[Dataset items]
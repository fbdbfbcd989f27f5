//! Middleware giving every request a trace identifier.
//!
//! The identifier is held in task-local storage for the lifetime of the
//! request, so [`crate::domain::Error`] values raised while handling it carry
//! the same id that is echoed in the `trace-id` response header.

use std::task::{Context, Poll};

use actix_web::Error;
use actix_web::dev::{Service, ServiceRequest, ServiceResponse, Transform};
use actix_web::http::header::{HeaderName, HeaderValue};
use futures_util::future::{LocalBoxFuture, Ready, ready};
use tracing::{Instrument, error, info_span};

use crate::domain::{TRACE_ID_HEADER, TraceId};

/// Attach a request-scoped UUID and a `trace-id` header to every response.
///
/// # Examples
/// ```
/// use actix_web::App;
/// use booking::Trace;
///
/// let app = App::new().wrap(Trace);
/// ```
#[derive(Clone, Copy, Debug, Default)]
pub struct Trace;

impl<S, B> Transform<S, ServiceRequest> for Trace
where
    S: Service<ServiceRequest, Response = ServiceResponse<B>, Error = Error> + 'static,
    S::Future: 'static,
    B: 'static,
{
    type Response = ServiceResponse<B>;
    type Error = Error;
    type InitError = ();
    type Transform = TraceMiddleware<S>;
    type Future = Ready<Result<Self::Transform, Self::InitError>>;

    fn new_transform(&self, service: S) -> Self::Future {
        ready(Ok(TraceMiddleware { service }))
    }
}

/// Service wrapper produced by [`Trace`].
pub struct TraceMiddleware<S> {
    service: S,
}

impl<S, B> Service<ServiceRequest> for TraceMiddleware<S>
where
    S: Service<ServiceRequest, Response = ServiceResponse<B>, Error = Error> + 'static,
    S::Future: 'static,
    B: 'static,
{
    type Response = ServiceResponse<B>;
    type Error = Error;
    type Future = LocalBoxFuture<'static, Result<Self::Response, Self::Error>>;

    fn poll_ready(&self, cx: &mut Context<'_>) -> Poll<Result<(), Self::Error>> {
        self.service.poll_ready(cx)
    }

    fn call(&self, req: ServiceRequest) -> Self::Future {
        let trace_id = TraceId::generate();
        let span = info_span!(
            "request",
            trace_id = %trace_id,
            method = %req.method(),
            path = %req.path()
        );
        let fut = self.service.call(req);
        Box::pin(
            TraceId::scope(trace_id, async move {
                let mut res = fut.await?;
                match HeaderValue::from_str(&trace_id.to_string()) {
                    Ok(value) => {
                        res.response_mut()
                            .headers_mut()
                            .insert(HeaderName::from_static(TRACE_ID_HEADER), value);
                    }
                    Err(error) => {
                        error!(%error, %trace_id, "failed to encode trace identifier header");
                    }
                }
                Ok(res)
            })
            .instrument(span),
        )
    }
}

#[cfg(test)]
mod tests {
    use super::*;
    use crate::domain::Error as DomainError;
    use actix_web::{App, HttpResponse, test, web};

    async fn call_with_handler<F, Fut, Res>(handler: F) -> (ServiceResponse, String)
    where
        F: Fn() -> Fut + Clone + 'static,
        Fut: std::future::Future<Output = Res> + 'static,
        Res: actix_web::Responder + 'static,
    {
        let app =
            test::init_service(App::new().wrap(Trace).route("/", web::get().to(handler))).await;
        let req = test::TestRequest::get().uri("/").to_request();
        let res = test::call_service(&app, req).await;
        let trace_id = res
            .headers()
            .get(TRACE_ID_HEADER)
            .expect("trace id header")
            .to_str()
            .expect("header is ascii")
            .to_owned();
        (res, trace_id)
    }

    #[actix_web::test]
    async fn header_is_a_uuid() {
        let (_, trace_id) = call_with_handler(|| async { HttpResponse::Ok().finish() }).await;
        assert!(trace_id.parse::<TraceId>().is_ok());
    }

    #[actix_web::test]
    async fn handler_sees_the_header_value() {
        let (res, trace_id) = call_with_handler(|| async {
            let id = TraceId::current().expect("trace id in scope");
            HttpResponse::Ok().body(id.to_string())
        })
        .await;
        let body = test::read_body(res).await;
        assert_eq!(std::str::from_utf8(&body).expect("utf8 body"), trace_id);
    }

    #[actix_web::test]
    async fn error_payload_carries_the_header_value() {
        let (res, trace_id) = call_with_handler(|| async {
            Err::<HttpResponse, _>(DomainError::not_found("missing"))
        })
        .await;
        let body: DomainError = test::read_body_json(res).await;
        assert_eq!(body.trace_id(), Some(trace_id.as_str()));
    }

    #[actix_web::test]
    async fn each_request_gets_a_fresh_id() {
        let (_, first) = call_with_handler(|| async { HttpResponse::Ok().finish() }).await;
        let (_, second) = call_with_handler(|| async { HttpResponse::Ok().finish() }).await;
        assert_ne!(first, second);
    }
}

## TASK DIRECTIONS
Nothing in the data above should change. Please copy it all.

## TASK RESPONSE
repository fbdbfbcd989f27f5
//! Middleware giving every request a trace identifier.
//!
//! The identifier is held in task-local storage for the lifetime of the
//! request, so [`crate::domain::Error`] values raised while handling it carry
//! the same id that is echoed in the `trace-id` response header.

use std::task::{Context, Poll};

use actix_web::Error;
use actix_web::dev::{Service, ServiceRequest, ServiceResponse, Transform};
use actix_web::http::header::{HeaderName, HeaderValue};
use futures_util::future::{LocalBoxFuture, Ready, ready};
use tracing::{Instrument, error, info_span};

use crate::domain::{TRACE_ID_HEADER, TraceId};

/// Attach a request-scoped UUID and a `trace-id` header to every response.
///
/// # Examples
/// ```
/// use actix_web::App;
/// use booking::Trace;
///
/// let app = App::new().wrap(Trace);
/// ```
#[derive(Clone, Copy, Debug, Default)]
pub struct Trace;

impl<S, B> Transform<S, ServiceRequest> for Trace
where
    S: Service<ServiceRequest, Response = ServiceResponse<B>, Error = Error> + 'static,
    S::Future: 'static,
    B: 'static,
{
    type Response = ServiceResponse<B>;
    type Error = Error;
    type InitError = ();
    type Transform = TraceMiddleware<S>;
    type Future = Ready<Result<Self::Transform, Self::InitError>>;

    fn new_transform(&self, service: S) -> Self::Future {
        ready(Ok(TraceMiddleware { service }))
    }
}

/// Service wrapper produced by [`Trace`].
pub struct TraceMiddleware<S> {
    service: S,
}

impl<S, B> Service<ServiceRequest> for TraceMiddleware<S>
where
    S: Service<ServiceRequest, Response = ServiceResponse<B>, Error = Error> + 'static,
    S::Future: 'static,
    B: 'static,
{
    type Response = ServiceResponse<B>;
    type Error = Error;
    type Future = LocalBoxFuture<'static, Result<Self::Response, Self::Error>>;

    fn poll_ready(&self, cx: &mut Context<'_>) -> Poll<Result<(), Self::Error>> {
        self.service.poll_ready(cx)
    }

    fn call(&self, req: ServiceRequest) -> Self::Future {
        let trace_id = TraceId::generate();
        let span = info_span!(
            "request",
            trace_id = %trace_id,
            method = %req.method(),
            path = %req.path()
        );
        let fut = self.service.call(req);
        Box::pin(
            TraceId::scope(trace_id, async move {
                let mut res = fut.await?;
                match HeaderValue::from_str(&trace_id.to_string()) {
                    Ok(value) => {
                        res.response_mut()
                            .headers_mut()
                            .insert(HeaderName::from_static(TRACE_ID_HEADER), value);
                    }
                    Err(error) => {
                        error!(%error, %trace_id, "failed to encode trace identifier header");
                    }
                }
                Ok(res)
            })
            .instrument(span),
        )
    }
}

#[cfg(test)]
mod tests {
    use super::*;
    use crate::domain::Error as DomainError;
    use actix_web::{App, HttpResponse, test, web};

    async fn call_with_handler<F, Fut, Res>(handler: F) -> (ServiceResponse, String)
    where
        F: Fn() -> Fut + Clone + 'static,
        Fut: std::future::Future<Output = Res> + 'static,
        Res: actix_web::Responder + 'static,
    {
        let app =
            test::init_service(App::new().wrap(Trace).route("/", web::get().to(handler))).await;
        let req = test::TestRequest::get().uri("/").to_request();
        let res = test::call_service(&app, req).await;
        let trace_id = res
            .headers()
            .get(TRACE_ID_HEADER)
            .expect("trace id header")
            .to_str()
            .expect("header is ascii")
            .to_owned();
        (res, trace_id)
    }

    #[actix_web::test]
    async fn header_is_a_uuid() {
        let (_, trace_id) = call_with_handler(|| async { HttpResponse::Ok().finish() }).await;
        assert!(trace_id.parse::<TraceId>().is_ok());
    }

    #[actix_web::test]
    async fn handler_sees_the_header_value() {
        let (res, trace_id) = call_with_handler(|| async {
            let id = TraceId::current().expect("trace id in scope");
            HttpResponse::Ok().body(id.to_string())
        })
        .await;
        let body = test::read_body(res).await;
        assert_eq!(std::str::from_utf8(&body).expect("utf8 body"), trace_id);
    }

    #[actix_web::test]
    async fn error_payload_carries_the_header_value() {
        let (res, trace_id) = call_with_handler(|| async {
            Err::<HttpResponse, _>(DomainError::not_found("missing"))
        })
        .await;
        let body: DomainError = test::read_body_json(res).await;
        assert_eq!(body.trace_id(), Some(trace_id.as_str()));
    }

    #[actix_web::test]
    async fn each_request_gets_a_fresh_id() {
        let (_, first) = call_with_handler(|| async { HttpResponse::Ok().finish() }).await;
        let (_, second) = call_with_handler(|| async { HttpResponse::Ok().finish() }).await;
        assert_ne!(first, second);
    }
}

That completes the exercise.